Another gene family influenced by transposable elements is the fgf family.  Fgf3 and Fgf4 are lost in weedy and leafy seadragons, which is shocking considering their importance in pharyngeal arches, teeth, brain, cranial placodes, epidermal appendages, limbs, and segmental axis development. Specifically in weedy seadragons, the secretory calcium-binding phosphoprotein 5 is missing, which is essential for oral and pharyngeal teeth.  Evolutionary loss of these genes could have led to their strange craniofacial features.
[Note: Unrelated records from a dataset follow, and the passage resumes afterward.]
//! Catalog filtering.
//!
//! Filters are pure predicates over the product list already fetched from the
//! backend: search text, category membership, BTU membership and an inclusive
//! price range. An empty filter set returns the full list.

use std::collections::BTreeSet;

use rust_decimal::Decimal;

use crate::content::Content;
use crate::types::parse_price_text;
use crate::records::{OptionKind, ProductOption};

/// Active catalog filters, parsed from the query string.
#[derive(Debug, Clone, Default, PartialEq, Eq)]
pub struct ProductFilters {
    pub search: Option<String>,
    pub categories: BTreeSet<String>,
    pub btu: BTreeSet<String>,
    pub min_price: Option<Decimal>,
    pub max_price: Option<Decimal>,
}

impl ProductFilters {
    /// Build filters from decoded query pairs.
    ///
    /// `category` and `btu` may repeat (one checkbox each). Empty values and
    /// unparseable prices are ignored.
    pub fn from_query_pairs<I, K, V>(pairs: I) -> Self
    where
        I: IntoIterator<Item = (K, V)>,
        K: AsRef<str>,
        V: AsRef<str>,
    {
        let mut filters = Self::default();
        for (key, value) in pairs {
            let value = value.as_ref().trim();
            if value.is_empty() {
                continue;
            }
            match key.as_ref() {
                "q" | "search" => filters.search = Some(value.to_string()),
                "category" => {
                    filters.categories.insert(value.to_string());
                }
                "btu" => {
                    filters.btu.insert(value.to_string());
                }
                "min_price" => filters.min_price = parse_bound(value),
                "max_price" => filters.max_price = parse_bound(value),
                _ => {}
            }
        }
        filters
    }

    /// Whether no filter is active.
    #[must_use]
    pub fn is_empty(&self) -> bool {
        self.search.is_none()
            && self.categories.is_empty()
            && self.btu.is_empty()
            && self.min_price.is_none()
            && self.max_price.is_none()
    }

    /// Whether a product passes every active filter.
    #[must_use]
    pub fn matches(&self, product: &Content) -> bool {
        self.matches_search(product)
            && matches_set(&self.categories, product.category())
            && matches_set(&self.btu, product.btu_capacity())
            && self.matches_price(product)
    }

    /// Products passing every active filter, in their original order.
    #[must_use]
    pub fn apply(&self, products: &[Content]) -> Vec<Content> {
        products
            .iter()
            .filter(|p| self.matches(p))
            .cloned()
            .collect()
    }

    /// Re-encode the filters as a query string (without the leading `?`),
    /// used to keep filters across pagination and "remove filter" links.
    #[must_use]
    pub fn to_query_string(&self) -> String {
        let mut serializer = url::form_urlencoded::Serializer::new(String::new());
        if let Some(search) = &self.search {
            serializer.append_pair("q", search);
        }
        for category in &self.categories {
            serializer.append_pair("category", category);
        }
        for btu in &self.btu {
            serializer.append_pair("btu", btu);
        }
        if let Some(min) = self.min_price {
            serializer.append_pair("min_price", &min.to_string());
        }
        if let Some(max) = self.max_price {
            serializer.append_pair("max_price", &max.to_string());
        }
        serializer.finish()
    }

    fn matches_search(&self, product: &Content) -> bool {
        let Some(search) = &self.search else {
            return true;
        };
        let needle = search.to_lowercase();
        [
            Some(product.title.clone()),
            Some(product.description.clone()),
            product.category(),
            product.btu_capacity(),
        ]
        .into_iter()
        .flatten()
        .any(|field| field.to_lowercase().contains(&needle))
    }

    fn matches_price(&self, product: &Content) -> bool {
        if self.min_price.is_none() && self.max_price.is_none() {
            return true;
        }
        let Some(price) = product.price_value() else {
            return false;
        };
        self.min_price.is_none_or(|min| price >= min)
            && self.max_price.is_none_or(|max| price <= max)
    }
}

fn matches_set(selected: &BTreeSet<String>, value: Option<String>) -> bool {
    if selected.is_empty() {
        return true;
    }
    value.is_some_and(|v| selected.iter().any(|s| s.eq_ignore_ascii_case(&v)))
}

/// Price bounds accept what a visitor types: `900000`, `900.000`, `$1.500.000`.
fn parse_bound(value: &str) -> Option<Decimal> {
    parse_price_text(value)
}

/// Filter choices grouped by kind, for rendering the sidebar.
#[derive(Debug, Clone, Default, PartialEq, Eq)]
pub struct FilterOptions {
    pub categories: Vec<String>,
    pub btu: Vec<String>,
    pub conditions: Vec<String>,
}

impl FilterOptions {
    /// Group backend taxonomy values by kind, sorted by their `order`.
    #[must_use]
    pub fn from_options(mut options: Vec<ProductOption>) -> Self {
        options.sort_by(|a, b| a.order.cmp(&b.order).then_with(|| a.value.cmp(&b.value)));
        let mut grouped = Self::default();
        for option in options {
            let bucket = match option.kind {
                OptionKind::Category => &mut grouped.categories,
                OptionKind::Btu => &mut grouped.btu,
                OptionKind::Condition => &mut grouped.conditions,
            };
            if !bucket.contains(&option.value) {
                bucket.push(option.value);
            }
        }
        grouped
    }

    /// Derive choices from the products themselves, used when the backend
    /// has no taxonomy configured yet.
    #[must_use]
    pub fn from_products(products: &[Content]) -> Self {
        let categories: BTreeSet<String> = products.iter().filter_map(Content::category).collect();
        let btu: BTreeSet<String> = products.iter().filter_map(Content::btu_capacity).collect();
        let conditions: BTreeSet<String> = products.iter().filter_map(Content::condition).collect();
        Self {
            categories: categories.into_iter().collect(),
            btu: btu.into_iter().collect(),
            conditions: conditions.into_iter().collect(),
        }
    }

    /// Whether there is nothing to offer.
    #[must_use]
    pub fn is_empty(&self) -> bool {
        self.categories.is_empty() && self.btu.is_empty() && self.conditions.is_empty()
    }
}

/// Lowest and highest price in a product list.
#[derive(Debug, Clone, Copy, PartialEq, Eq)]
pub struct PriceBounds {
    pub min: Decimal,
    pub max: Decimal,
}

impl PriceBounds {
    /// Bounds over priced products, or `None` if none has a price.
    #[must_use]
    pub fn of(products: &[Content]) -> Option<Self> {
        let mut prices = products.iter().filter_map(Content::price_value);
        let first = prices.next()?;
        Some(prices.fold(Self { min: first, max: first }, |acc, p| Self {
            min: acc.min.min(p),
            max: acc.max.max(p),
        }))
    }
}

#[cfg(test)]
#[allow(clippy::unwrap_used)]
mod tests {
    use super::*;
    use crate::types::OptionId;
    use serde_json::json;

    fn catalog() -> Vec<Content> {
        serde_json::from_value(json!([
            {"id": 1, "type": "product", "title": "Mini split Inverter", "priceNumeric": 1_500_000,
             "data": {"category": "Mini split", "btuCapacity": "12000"}},
            {"id": 2, "type": "product", "title": "Aire de ventana", "priceNumeric": 900_000,
             "data": {"category": "Ventana", "btuCapacity": "9000"}},
            {"id": 3, "type": "product", "title": "Cassette comercial", "priceNumeric": 4_800_000,
             "data": {"category": "Cassette", "btuCapacity": "36000"}},
            {"id": 4, "type": "product", "title": "Mini split básico", "price": "A convenir",
             "data": {"category": "Mini split", "btuCapacity": 18000}}
        ]))
        .unwrap()
    }

    fn ids(items: &[Content]) -> Vec<i64> {
        items.iter().map(|c| c.id.as_i64()).collect()
    }

    #[test]
    fn test_empty_filters_return_full_list() {
        let filters = ProductFilters::from_query_pairs(Vec::<(&str, &str)>::new());
        assert!(filters.is_empty());
        assert_eq!(ids(&filters.apply(&catalog())), vec![1, 2, 3, 4]);
    }

    #[test]
    fn test_search_is_case_insensitive_across_fields() {
        let filters = ProductFilters::from_query_pairs([("q", "MINI")]);
        assert_eq!(ids(&filters.apply(&catalog())), vec![1, 4]);

        let filters = ProductFilters::from_query_pairs([("q", "36000")]);
        assert_eq!(ids(&filters.apply(&catalog())), vec![3]);
    }

    #[test]
    fn test_category_membership_with_repeated_keys() {
        let filters =
            ProductFilters::from_query_pairs([("category", "Ventana"), ("category", "Cassette")]);
        assert_eq!(ids(&filters.apply(&catalog())), vec![2, 3]);
    }

    #[test]
    fn test_category_without_matches_yields_empty() {
        let filters = ProductFilters::from_query_pairs([("category", "Calefactor")]);
        assert!(filters.apply(&catalog()).is_empty());
    }

    #[test]
    fn test_btu_membership_accepts_numeric_data() {
        let filters = ProductFilters::from_query_pairs([("btu", "18000")]);
        assert_eq!(ids(&filters.apply(&catalog())), vec![4]);
    }

    #[test]
    fn test_price_range_is_inclusive_and_skips_unpriced() {
        let filters =
            ProductFilters::from_query_pairs([("min_price", "900000"), ("max_price", "1500000")]);
        assert_eq!(filters.min_price, Some(Decimal::from(900_000)));
        assert_eq!(ids(&filters.apply(&catalog())), vec![1, 2]);

        let above = ProductFilters::from_query_pairs([("min_price", "900001")]);
        assert_eq!(ids(&above.apply(&catalog())), vec![1, 3]);
    }

    #[test]
    fn test_price_bounds_accept_thousands_separators() {
        let filters = ProductFilters::from_query_pairs([
            ("min_price", "900.000"),
            ("max_price", "$1.500.000"),
        ]);
        assert_eq!(filters.min_price, Some(Decimal::from(900_000)));
        assert_eq!(filters.max_price, Some(Decimal::from(1_500_000)));
        assert_eq!(ids(&filters.apply(&catalog())), vec![1, 2]);

        let dotted_max = ProductFilters::from_query_pairs([("max_price", "1.500.000")]);
        assert!(!ids(&dotted_max.apply(&catalog())).contains(&3));
    }

    #[test]
    fn test_clearing_filters_restores_list() {
        let narrowed = ProductFilters::from_query_pairs([("category", "Cassette")]);
        assert_eq!(narrowed.apply(&catalog()).len(), 1);
        let cleared = ProductFilters::default();
        assert_eq!(cleared.apply(&catalog()).len(), 4);
    }

    #[test]
    fn test_query_string_preserves_filters() {
        let filters = ProductFilters::from_query_pairs([
            ("q", "split inverter"),
            ("category", "Mini split"),
            ("btu", ""),
        ]);
        let qs = filters.to_query_string();
        assert_eq!(qs, "q=split+inverter&category=Mini+split");
        let reparsed = ProductFilters::from_query_pairs(url::form_urlencoded::parse(qs.as_bytes()));
        assert_eq!(reparsed, filters);
    }

    #[test]
    fn test_filter_options_grouping() {
        let options = vec![
            ProductOption { id: OptionId::new(1), kind: OptionKind::Btu, value: "18000".into(), order: 2 },
            ProductOption { id: OptionId::new(2), kind: OptionKind::Btu, value: "9000".into(), order: 1 },
            ProductOption { id: OptionId::new(3), kind: OptionKind::Category, value: "Split".into(), order: 0 },
        ];
        let grouped = FilterOptions::from_options(options);
        assert_eq!(grouped.btu, vec!["9000", "18000"]);
        assert_eq!(grouped.categories, vec!["Split"]);
        assert!(grouped.conditions.is_empty());
    }

    #[test]
    fn test_price_bounds() {
        let bounds = PriceBounds::of(&catalog()).unwrap();
        assert_eq!(bounds.min, Decimal::from(900_000));
        assert_eq!(bounds.max, Decimal::from(4_800_000));
        assert!(PriceBounds::of(&[]).is_none());
    }
}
Specifically in weedy seadragons, 433 genes are highly expressed in the leaf-like appendages. Though they look like fins, they lack fin rays and are mostly bone matrix and connective tissue. Of these genes, 20 of them include genes that likely provide strength and elasticity (like collagens, osteocalcin, and keratins), in additions to genes related to immune response (like lectins, B2-macroglobulin, and apolipoprotein E).  It's thought that these genes were evolved to help protect their accident-prone leaf-like appendages. Several inflammation and injury repair genes, like tnfrsfs, chemokines, chemokine receptors, and protocadherins, are highly expressed in the appendages, suggesting that these genes could help the leaf-like appendages heal and regenerate after predator attacks.  Another gene expansion is MHC I, which is highly expressed in the leaf-like appendages, skin, and gills.  It is suggested that MHC I might provide additional immune protection.

In both weedy and leafy seadragons, GTPase of the immunity-associated protein genes is another contracted gene family.  It is thought that contraction of this family could promote immunologic tolerance in embryos, before they develop their own adaptive immune system.

== Ruby seadragon genome==
The most recently discovered species is the ruby seadragon, whose morphological features distinguish it from the other two species.  It is red in color, with pink vertical bars that extend halfway it its body.  This uniform color differs from weedy and leafy seadragons, which are multicolored and blotchy. It is thought that in low light depths, cryptic red coloration is an efficient camouflage strategy. Its body shape is reminiscent of the weedy seadragon, but not of the leafy seadragon. It has an enlarge pectoral area, even larger than weedy seadragons; and has 18 trunk vertebrae instead of 17-18 in leafy seadragons and 17 in weedy seadragons. Additionally, the new species has a forward pointing pair of dorsal spines in contrast to the backwards facing pair in leafy and weedy seadragons.

Ruby seadragons possess enlarged bony spines to which leafy appendages would attach in weedy and leafy seadragons, but the appendages themselves are absent. It is thought that appendages would serve very little camouflaging purpose and would ultimately cause drag or fluid resistance. Ruby seadragon also have prehensile tails, while leafy seadragons and weedy seadragons lack these tails. One explanation is that this absence in the leafy weedy seadragons evolved in each species independently, and that the prehensile tail in the ruby seadragon was maintained from a common ancestor of Syngnathidae. Another explanation could be that the common ancestor of all seadragons lost their prehensile tail, and the ruby seadragon re-acquired a prehensile tail. Ultimately, these phenotypic differences could be due to genetic divergences in mitochondrial and nuclear sequences between this newly discovered species and the other two species.